I agree with you Chris that the romance subplot on this show is one of its weaknesses, and has been since S1. I feel the writers made a huge mistake making Laurel/Oliver past loves with the backstory that he slept with her sister. To me that is something that you don’t come back from, relationship wise. I never bought into their ” epic love”, and I wasn’t seeing any chemistry between the characters. I actually preferred Laurel with Tommy in S1. When they had the flashback episode where we see young Laurel and Oliver, all I could think was- what does she see in this guy? OK-yes he’s handsome and rich, but surely there were lots of cute rich boys at that private school she attended along with Oliver and Tommy that would have treated a girl right.
But the show seemed determined that O/L were “the couple” so I resigned myself to the fact.

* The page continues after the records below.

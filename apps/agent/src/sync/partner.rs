//! Partner Data Fetcher and its render step.
//!
//! A fetch resolves to one of five statuses, so that "the backend says you
//! have no partner" and "the backend could not be reached" lead to different
//! views instead of both falling through to the invitation flow.

use base64::Engine;
use tokio::sync::watch;
use tracing::{debug, info, warn};

use crate::api_client::ApiClient;
use crate::errors::AgentError;
use crate::models::partner::PartnerSnapshot;
use crate::store::CredentialStore;
use crate::sync::access_token;

const IMAGE_DATA_PREFIX: &str = "data:image/jpeg;base64,";

#[derive(Debug, Clone, PartialEq)]
pub enum PartnerStatus {
    Paired(PartnerSnapshot),
    /// The backend answered with a client error: no partner linked.
    Unpaired,
    /// No access token stored locally.
    SignedOut,
    /// The stored token was refused (401/403); the user has to log in again.
    Rejected(String),
    /// Network failure or server-side error; the pairing state is unknown.
    Unreachable(String),
}

#[derive(Clone)]
pub struct PartnerFetcher {
    api: ApiClient,
    credentials: CredentialStore,
}

impl PartnerFetcher {
    pub fn new(api: ApiClient, credentials: CredentialStore) -> Self {
        Self { api, credentials }
    }

    pub async fn fetch(&self) -> PartnerStatus {
        let token = match access_token(&self.credentials) {
            Ok(token) => token,
            Err(_) => return PartnerStatus::SignedOut,
        };

        match self.api.partner_data(&token).await {
            Ok(snapshot) => PartnerStatus::Paired(snapshot),
            Err(e) if e.is_auth_rejected() => {
                warn!("Access token rejected: {e}");
                PartnerStatus::Rejected(e.to_string())
            }
            Err(e) if e.is_unpaired() => {
                info!("Backend reports no linked partner: {e}");
                PartnerStatus::Unpaired
            }
            Err(e) => {
                warn!("Failed to fetch partner data: {e}");
                PartnerStatus::Unreachable(e.to_string())
            }
        }
    }

    /// The photo the partner shared, decoded. `Ok(None)` if none is shared.
    pub async fn partner_image(&self) -> Result<Option<Vec<u8>>, AgentError> {
        let token = access_token(&self.credentials)?;
        let snapshot = self.api.partner_data(&token).await?;
        match snapshot.shared_image {
            Some(data_url) => decode_image_data_url(&data_url).map(Some),
            None => Ok(None),
        }
    }
}

pub fn encode_image_data_url(bytes: &[u8]) -> String {
    format!(
        "{IMAGE_DATA_PREFIX}{}",
        base64::engine::general_purpose::STANDARD.encode(bytes)
    )
}

/// Accepts either a full `data:image/jpeg;base64,` URL or a bare payload.
/// Line breaks inside the payload (MIME-style wrapping) are ignored.
pub fn decode_image_data_url(data_url: &str) -> Result<Vec<u8>, AgentError> {
    let data_url = data_url.trim();
    let payload = data_url.strip_prefix(IMAGE_DATA_PREFIX).unwrap_or(data_url);
    let payload: String = payload
        .chars()
        .filter(|c| !c.is_ascii_whitespace())
        .collect();
    base64::engine::general_purpose::STANDARD
        .decode(payload)
        .map_err(|e| AgentError::Image(e.to_string()))
}

// ────────────────────────────────────────────────────────────────────────────
// Render
// ────────────────────────────────────────────────────────────────────────────

/// Display fields for a partner snapshot. Unknown text fields become the
/// placeholders shown in the app ("Unknown", "-", 0, "Never"); battery stays
/// optional and is only formatted in `lines()`.
#[derive(Debug, Clone, PartialEq)]
pub struct PartnerSummary {
    pub battery: Option<u8>,
    pub gps_lat: String,
    pub gps_lon: String,
    pub mood: String,
    pub steps: u64,
    pub updated_at: String,
    pub self_mood: String,
    pub map_link: Option<String>,
    pub has_image: bool,
}

impl From<&PartnerSnapshot> for PartnerSummary {
    fn from(snapshot: &PartnerSnapshot) -> Self {
        Self {
            battery: snapshot.battery,
            gps_lat: snapshot
                .gps_lat
                .map(|v| v.to_string())
                .unwrap_or_else(|| "-".to_string()),
            gps_lon: snapshot
                .gps_lon
                .map(|v| v.to_string())
                .unwrap_or_else(|| "-".to_string()),
            mood: snapshot.mood.clone().unwrap_or_else(|| "Unknown".to_string()),
            steps: snapshot.steps.unwrap_or(0),
            updated_at: snapshot
                .updated_at
                .clone()
                .unwrap_or_else(|| "Never".to_string()),
            self_mood: snapshot.self_mood.clone().unwrap_or_else(|| "--".to_string()),
            map_link: snapshot.location().map(|p| p.map_uri()),
            has_image: snapshot.shared_image.is_some(),
        }
    }
}

impl PartnerSummary {
    pub fn lines(&self) -> Vec<String> {
        let battery = match self.battery {
            Some(percent) => format!("Battery: {percent}%"),
            None => "Battery: Unknown".to_string(),
        };
        let location = if self.map_link.is_some() {
            format!("Location: {}, {}", self.gps_lat, self.gps_lon)
        } else {
            "Location: Not available".to_string()
        };

        vec![
            format!("Mood: {}", self.mood),
            battery,
            location,
            format!("Steps: {}", self.steps),
            format!("Last updated: {}", self.updated_at),
        ]
    }
}

/// What a UI surface should currently show.
#[derive(Debug, Clone, PartialEq)]
pub enum PartnerView {
    Loading,
    Partner(PartnerSummary),
    /// Invitation flow: create or accept an invite code.
    Invite,
    SignedOut,
}

/// Anything that renders partner views: a widget, a screen, a log.
pub trait PartnerSink: Send + Sync {
    fn render(&self, view: &PartnerView);
}

/// Renders to the log. Used by the headless daemon.
pub struct LogSink;

impl PartnerSink for LogSink {
    fn render(&self, view: &PartnerView) {
        match view {
            PartnerView::Loading => debug!("Partner view: loading"),
            PartnerView::Partner(summary) => info!("Partner: {}", summary.lines().join(" | ")),
            PartnerView::Invite => info!("No partner linked; share or accept an invite code"),
            PartnerView::SignedOut => info!("Not logged in"),
        }
    }
}

/// Publishes the latest view to any number of watchers.
impl PartnerSink for watch::Sender<PartnerView> {
    fn render(&self, view: &PartnerView) {
        self.send_replace(view.clone());
    }
}

/// The view for a fetch result, or `None` when the current view should stay.
pub fn view_for(status: &PartnerStatus) -> Option<PartnerView> {
    match status {
        PartnerStatus::Paired(snapshot) => Some(PartnerView::Partner(PartnerSummary::from(snapshot))),
        PartnerStatus::Unpaired => Some(PartnerView::Invite),
        PartnerStatus::SignedOut | PartnerStatus::Rejected(_) => Some(PartnerView::SignedOut),
        PartnerStatus::Unreachable(_) => None,
    }
}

I was quite shocked in S2 to see the show basically put O/L on the backburner-I had figured there would be lots of angst, longing stares, etc. this being the CW network- and start pushing the possibility of an Oliver/ Felicity pairing. Felicity is my favorite character and I really love the Oliver/Felicity dynamic but I figured it would stay in the friend zone. Now suddenly it’s Sara. It’s very confusing. I definitely don’t want to see Felicity pining away-hoping that she will get her own boyfriend-maybe even Ed Raymond, who was her husband in the comics. Although I don’t think that will happen this season. The producers gave an interview saying that if The Flash series didn’t happen or got canceled they definitely wanted Barry to stay on Arrow so I figure they will keep the Barry/Felicity option open.

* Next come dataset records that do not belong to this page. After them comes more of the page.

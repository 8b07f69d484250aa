use std::sync::Arc;

use anyhow::{Context, Result};
use tokio_util::sync::CancellationToken;
use tracing::{info, warn};

use crate::api_client::ApiClient;
use crate::collector::location::{FileLocationProvider, NoLocation};
use crate::collector::{
    LocationCollector, LocationPolicy, LocationProvider, SnapshotCollector, StepCounter,
    SysfsBattery,
};
use crate::config::Config;
use crate::jobs::{DeviceSyncJob, PartnerRefreshJob};
use crate::scheduler::{AlwaysOnline, Connectivity, HostReachability, RetryPolicy, Scheduler};
use crate::store::{CredentialStore, PreferenceStore};
use crate::sync::{AccountService, PartnerFetcher, PartnerSink, SyncDispatcher, UpdateService};

/// Everything the agent shares between its jobs and user-facing operations.
/// Built once at startup; the API client is cloned into each service rather
/// than held globally.
#[derive(Clone)]
pub struct AgentState {
    pub config: Config,
    pub prefs: Arc<PreferenceStore>,
    pub credentials: CredentialStore,
    pub api: ApiClient,
    /// `Some` only when a step source is configured.
    pub steps: Option<StepCounter>,
    pub collector: SnapshotCollector,
    pub scheduler: Arc<Scheduler>,
    pub cancel: CancellationToken,
}

impl AgentState {
    pub fn from_config(config: &Config) -> Result<Self> {
        let prefs = Arc::new(
            PreferenceStore::open(&config.state_path).with_context(|| {
                format!("Failed to open preference store {}", config.state_path.display())
            })?,
        );
        let credentials = CredentialStore::new(prefs.clone());

        let api = ApiClient::new(&config.api_base, config.connect_timeout, config.request_timeout)
            .context("Failed to build HTTP client")?;
        info!("API client initialized (base: {})", api.base_url());

        let steps = config
            .step_source
            .as_ref()
            .map(|_| StepCounter::new(prefs.clone()));

        let location_provider: Arc<dyn LocationProvider> = match &config.location_file {
            Some(path) => {
                info!("Location fixes from {}", path.display());
                Arc::new(FileLocationProvider::new(path))
            }
            None => Arc::new(NoLocation),
        };
        let policy = LocationPolicy {
            permission_granted: config.location_permission,
            max_age: config.location_max_age,
            timeout: config.location_timeout,
        };
        let collector = SnapshotCollector::new(
            Arc::new(SysfsBattery::new()),
            LocationCollector::new(location_provider, policy),
            steps.clone(),
        );

        let connectivity: Arc<dyn Connectivity> =
            match HostReachability::for_base_url(&config.api_base, config.connect_timeout) {
                Some(reachability) => Arc::new(reachability),
                None => {
                    warn!("No host in {}; skipping connectivity checks", config.api_base);
                    Arc::new(AlwaysOnline)
                }
            };
        let retry = RetryPolicy {
            initial_delay: config.retry_initial_delay,
            max_delay: config.sync_interval,
            max_attempts: config.retry_max_attempts,
            ..RetryPolicy::default()
        };
        let cancel = CancellationToken::new();
        let scheduler = Arc::new(Scheduler::new(connectivity, retry, cancel.clone()));

        Ok(Self {
            config: config.clone(),
            prefs,
            credentials,
            api,
            steps,
            collector,
            scheduler,
            cancel,
        })
    }

    pub fn account(&self) -> AccountService {
        AccountService::new(self.api.clone(), self.credentials.clone())
    }

    pub fn updates(&self) -> UpdateService {
        UpdateService::new(self.api.clone(), self.credentials.clone())
    }

    pub fn partner_fetcher(&self) -> PartnerFetcher {
        PartnerFetcher::new(self.api.clone(), self.credentials.clone())
    }

    pub fn device_sync_job(&self) -> Arc<DeviceSyncJob> {
        let dispatcher = SyncDispatcher::new(self.api.clone(), self.credentials.clone());
        Arc::new(DeviceSyncJob::new(self.collector.clone(), dispatcher))
    }

    pub fn partner_refresh_job(&self, sink: Arc<dyn PartnerSink>) -> Arc<PartnerRefreshJob> {
        Arc::new(PartnerRefreshJob::new(self.partner_fetcher(), sink))
    }

    /// Registers both periodic jobs. Safe to call again: names that are still
    /// scheduled keep their existing task.
    pub fn register_jobs(&self, sink: Arc<dyn PartnerSink>) {
        let interval = self.config.sync_interval;
        self.scheduler
            .register_periodic(self.partner_refresh_job(sink), interval);
        self.scheduler
            .register_periodic(self.device_sync_job(), interval);
    }
}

I really, really need Arrow to not bring the Flash to the show if that series doesn’t get picked up. For me, Arrow needs to stop bringing more people to the party and start giving focus to the characters I came to this show for the first place: Oliver, Felicity, Diggle, etc (even Quentin, Moira, Thea). Plus the more they add people with super powers, the more I think they’re running the risk of making Oliver secondary in his own show. For me, the writers need to focus and not get distracted by more “shiny,” if that makes sense.

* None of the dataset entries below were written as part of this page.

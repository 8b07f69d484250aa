pub mod auth;
pub mod daily;
pub mod partner;
pub mod snapshot;

pub use daily::DailyUpdate;
pub use partner::PartnerSnapshot;
pub use snapshot::{DeviceSnapshot, GeoPoint, UpdatePayload};
use chrono::{DateTime, Utc};
use serde::{Deserialize, Serialize};

/// A latitude/longitude pair.
#[derive(Debug, Clone, Copy, PartialEq, Serialize, Deserialize)]
pub struct GeoPoint {
    pub lat: f64,
    pub lon: f64,
}

impl GeoPoint {
    /// Placeholder reported whenever no real location is available.
    pub const SENTINEL: GeoPoint = GeoPoint { lat: 0.0, lon: 0.0 };

    pub fn new(lat: f64, lon: f64) -> Self {
        Self { lat, lon }
    }

    pub fn is_sentinel(&self) -> bool {
        self.lat == 0.0 && self.lon == 0.0
    }

    /// `geo:` URI understood by map applications.
    pub fn map_uri(&self) -> String {
        format!("geo:{lat},{lon}?q={lat},{lon}", lat = self.lat, lon = self.lon)
    }
}

/// Point-in-time device telemetry. Built fresh for every sync attempt.
#[derive(Debug, Clone, PartialEq)]
pub struct DeviceSnapshot {
    pub battery: u8,
    pub location: GeoPoint,
    /// `None` when step tracking is not running on this device.
    pub steps: Option<u32>,
    pub captured_at: DateTime<Utc>,
}

/// JSON body of `POST /userdata/update/`. The endpoint accepts partial
/// updates, so every field is optional and absent fields are omitted.
#[derive(Debug, Clone, Default, PartialEq, Serialize)]
pub struct UpdatePayload {
    #[serde(skip_serializing_if = "Option::is_none")]
    pub battery: Option<u8>,
    #[serde(skip_serializing_if = "Option::is_none")]
    pub gps_lat: Option<f64>,
    #[serde(skip_serializing_if = "Option::is_none")]
    pub gps_lon: Option<f64>,
    #[serde(skip_serializing_if = "Option::is_none")]
    pub steps: Option<u32>,
    #[serde(skip_serializing_if = "Option::is_none")]
    pub mood: Option<String>,
    #[serde(skip_serializing_if = "Option::is_none")]
    pub shared_image: Option<String>,
}

impl UpdatePayload {
    pub fn mood(mood: impl Into<String>) -> Self {
        Self {
            mood: Some(mood.into()),
            ..Self::default()
        }
    }

    pub fn shared_image(data_url: impl Into<String>) -> Self {
        Self {
            shared_image: Some(data_url.into()),
            ..Self::default()
        }
    }
}

impl From<&DeviceSnapshot> for UpdatePayload {
    fn from(snapshot: &DeviceSnapshot) -> Self {
        Self {
            battery: Some(snapshot.battery),
            gps_lat: Some(snapshot.location.lat),
            gps_lon: Some(snapshot.location.lon),
            steps: snapshot.steps,
            ..Self::default()
        }
    }
}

They definitely need to stop adding people who know about the bat cave. Worst kept secret in Starling City.
You know, if they admitted they were writing a slow burn romance, it would be okay. Then Sara would just be one of those mistakes people make while they’re trying to figure out their romantic lives. They’re trying to have it too many ways. Pick a lane, people.
You wonder if the show thinks that by *not* vocalizing a set love interest they can hand on to as much of its audience for as long as possible when, really, it’s starting to confuse a lot of people and give them viewer exhaustion.
darn it. “hang on to as much of its audience.” Wow. It’s clearly way too late for my brain.
You are so right, Jenny. I wish the show would make a clear decision about the romance subplot. Maybe then the writing of it would improve since they would have a definite path to follow and viewers wouldn’t be scratching their heads.
Did we all just talk ourselves out of liking Arrow today? I feel like it’s a husband who forgot my birthday. 😉
LOL. Nope. It’s still a good show, I just want it to quit futzing around, clean up its plots, and get back to what it does best: Oliver, Felicity, and Diggle fighting the good fight against really colorful villains. Wish they hadn’t killed the Count.